Brief: Beneath this instruction is a block of data; output from it exactly the lines that run from the one containing "ay, tx, ty);" through the one containing "self.replan_requested = false;", inclusive.
▽
use crate::grid::GridGraph;

/// Continuous position in world space (pixels)
#[derive(Debug, Clone, Copy, PartialEq, Default)]
pub struct WorldPoint {
    pub x: f32,
    pub y: f32,
}

impl WorldPoint {
    pub fn new(x: f32, y: f32) -> Self {
        WorldPoint { x, y }
    }

    pub fn distance(&self, other: &WorldPoint) -> f32 {
        let dx = other.x - self.x;
        let dy = other.y - self.y;
        (dx * dx + dy * dy).sqrt()
    }

    /// Center of grid cell `(x, y)` for square cells of `cell_size`
    pub fn cell_center(x: i32, y: i32, cell_size: f32) -> Self {
        WorldPoint {
            x: x as f32 * cell_size + cell_size / 2.0,
            y: y as f32 * cell_size + cell_size / 2.0,
        }
    }

    /// Grid cell containing this point, clamped to the grid bounds
    pub fn to_cell_clamped(&self, grid: &GridGraph, cell_size: f32) -> (i32, i32) {
        let cell_x = (self.x / cell_size).floor() as i32;
        let cell_y = (self.y / cell_size).floor() as i32;
        (
            cell_x.clamp(0, grid.width() - 1),
            cell_y.clamp(0, grid.height() - 1),
        )
    }
}

/// Dynamic element with floating-point positioning
#[derive(Clone, Debug)]
pub struct Actor {
    /// Center of the actor
    pub position: WorldPoint,

    /// World units travelled per second
    pub speed: f32,
}

impl Actor {
    pub fn new(position: WorldPoint, speed: f32) -> Self {
        Actor { position, speed }
    }

    /// Move towards `target` for `delta_time` seconds
    ///
    /// Snaps onto `target` instead of overshooting it.
    /// Returns true if the actor is now at `target`.
    pub fn step_towards(&mut self, target: WorldPoint, delta_time: f32) -> bool {
        let dx = target.x - self.position.x;
        let dy = target.y - self.position.y;
        let distance = (dx * dx + dy * dy).sqrt();

        let movement_this_frame = self.speed * delta_time;
        if distance <= movement_this_frame {
            self.position = target;
            return true;
        }

        // Normalize direction and move
        self.position.x += dx / distance * movement_this_frame;
        self.position.y += dy / distance * movement_this_frame;
        false
    }
}
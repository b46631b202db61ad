use crate::actor::{Actor, WorldPoint};
use crate::grid::GridGraph;
use crate::heuristic::Manhattan;
use crate::pathfinding::{Path, PathFinder};
use log::debug;
use std::time::Duration;

/// Tuning for the moving-agent scenario
#[derive(Debug, Clone, Copy, PartialEq)]
pub struct TrackerSettings {
    /// Side length of a square cell in world units
    pub cell_size: f32,
    /// World units per second
    pub speed: f32,
    /// Distance at which a waypoint counts as reached
    pub waypoint_tolerance: f32,
    /// Time between periodic re-queries
    pub replan_interval: Duration,
}

impl Default for TrackerSettings {
    fn default() -> Self {
        TrackerSettings {
            cell_size: 32.0,
            speed: 120.0,
            waypoint_tolerance: 2.0,
            replan_interval: Duration::from_millis(500),
        }
    }
}

#[derive(Debug, Clone, Copy, PartialEq, Eq)]
pub enum TrackerState {
    /// No path to follow
    Idle,
    /// Advancing along the waypoints
    Following,
    /// Past the last waypoint, holding until the next replan
    Arrived,
}

/// Moves an agent along cell-center waypoints towards a moving target
///
/// Replans when the interval elapses, when the graph revision changes, or
/// when explicitly requested. A replan always replaces the waypoints
/// wholesale and restarts at index 0.
#[derive(Debug, Clone)]
pub struct WaypointTracker {
    settings: TrackerSettings,
    finder: PathFinder,
    actor: Actor,
    target: WorldPoint,
    path: Option<Path>,
    waypoints: Vec<WorldPoint>,
    waypoint_index: usize,
    since_replan: f32,
    seen_revision: Option<u64>,
    replan_requested: bool,
}

impl WaypointTracker {
    /// The first `advance` always plans.
    pub fn new(settings: TrackerSettings, position: WorldPoint, target: WorldPoint) -> Self {
        WaypointTracker {
            settings,
            finder: PathFinder::new(),
            actor: Actor::new(position, settings.speed),
            target,
            path: None,
            waypoints: Vec::new(),
            waypoint_index: 0,
            since_replan: 0.0,
            seen_revision: None,
            replan_requested: true,
        }
    }

    pub fn settings(&self) -> &TrackerSettings {
        &self.settings
    }

    pub fn position(&self) -> WorldPoint {
        self.actor.position
    }

    pub fn target(&self) -> WorldPoint {
        self.target
    }

    /// Move the target; picked up by the next replan
    pub fn set_target(&mut self, target: WorldPoint) {
        self.target = target;
    }

    /// Force a replan on the next `advance`
    pub fn request_replan(&mut self) {
        self.replan_requested = true;
    }

    /// Path of the last successful search, if the last search succeeded
    pub fn path(&self) -> Option<&Path> {
        self.path.as_ref()
    }

    pub fn waypoints(&self) -> &[WorldPoint] {
        &self.waypoints
    }

    pub fn waypoint_index(&self) -> usize {
        self.waypoint_index
    }

    pub fn state(&self) -> TrackerState {
        if self.waypoints.is_empty() {
            TrackerState::Idle
        } else if self.waypoint_index < self.waypoints.len() {
            TrackerState::Following
        } else {
            TrackerState::Arrived
        }
    }

    fn needs_replan(&self, graph: &GridGraph) -> bool {
        self.replan_requested
            || self.seen_revision != Some(graph.revision())
            || self.since_replan > self.settings.replan_interval.as_secs_f32()
    }

    /// Re-run the search from the agent's cell to the target's cell
    ///
    /// Returns true if a path was found. On failure the agent keeps its
    /// position and the waypoints are cleared.
    pub fn replan(&mut self, graph: &GridGraph) -> bool {
        let cell_size = self.settings.cell_size;
        let (ax, ay) = self.actor.position.to_cell_clamped(graph, cell_size);
        let (tx, ty) = self.target.to_cell_clamped(graph, cell_size);

        self.path = match (graph.cell(ax, ay), graph.cell(tx, ty)) {
            (Some(start), Some(goal)) => self.finder.search(graph, start, goal, &Manhattan),
            _ => None,
        };

        self.waypoints.clear();
        if let Some(path) = &self.path {
            self.waypoints.extend(
                path.cells()
                    .iter()
                    .map(|cell| WorldPoint::cell_center(cell.x(), cell.y(), cell_size)),
            );
            debug!(
                "replan ({},{}) -> ({},{}): {} waypoints",
                ax,
                ay,
                tx,
                ty,
                self.waypoints.len()
            );
        } else {
            debug!("replan ({},{}) -> ({},{}): no path, holding position", ax, ay, tx, ty);
        }

        self.waypoint_index = 0;
        self.since_replan = 0.0;
        self.seen_revision = Some(graph.revision());
        self.replan_requested = false;
        self.path.is_some()
    }

    /// Advance the agent by `delta_time` seconds and return its position
    ///
    /// Each tick either moves towards the current waypoint or, when within
    /// tolerance of it, advances the waypoint index.
    pub fn advance(&mut self, graph: &GridGraph, delta_time: f32) -> WorldPoint {
        let delta_time = delta_time.max(0.0);
        self.since_replan += delta_time;

        if self.needs_replan(graph) {
            self.replan(graph);
        }

        if let Some(&waypoint) = self.waypoints.get(self.waypoint_index) {
            if self.actor.position.distance(&waypoint) < self.settings.waypoint_tolerance {
                self.waypoint_index += 1;
            } else {
                self.actor.step_towards(waypoint, delta_time);
            }
        }

        self.actor.position
    }
}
△
Your response:
            debug!("replan ({},{}) -> ({},{}): no path, holding position", ax, ay, tx, ty);
        }

        self.waypoint_index = 0;
        self.since_replan = 0.0;
        self.seen_revision = Some(graph.revision());
        self.replan_requested = false;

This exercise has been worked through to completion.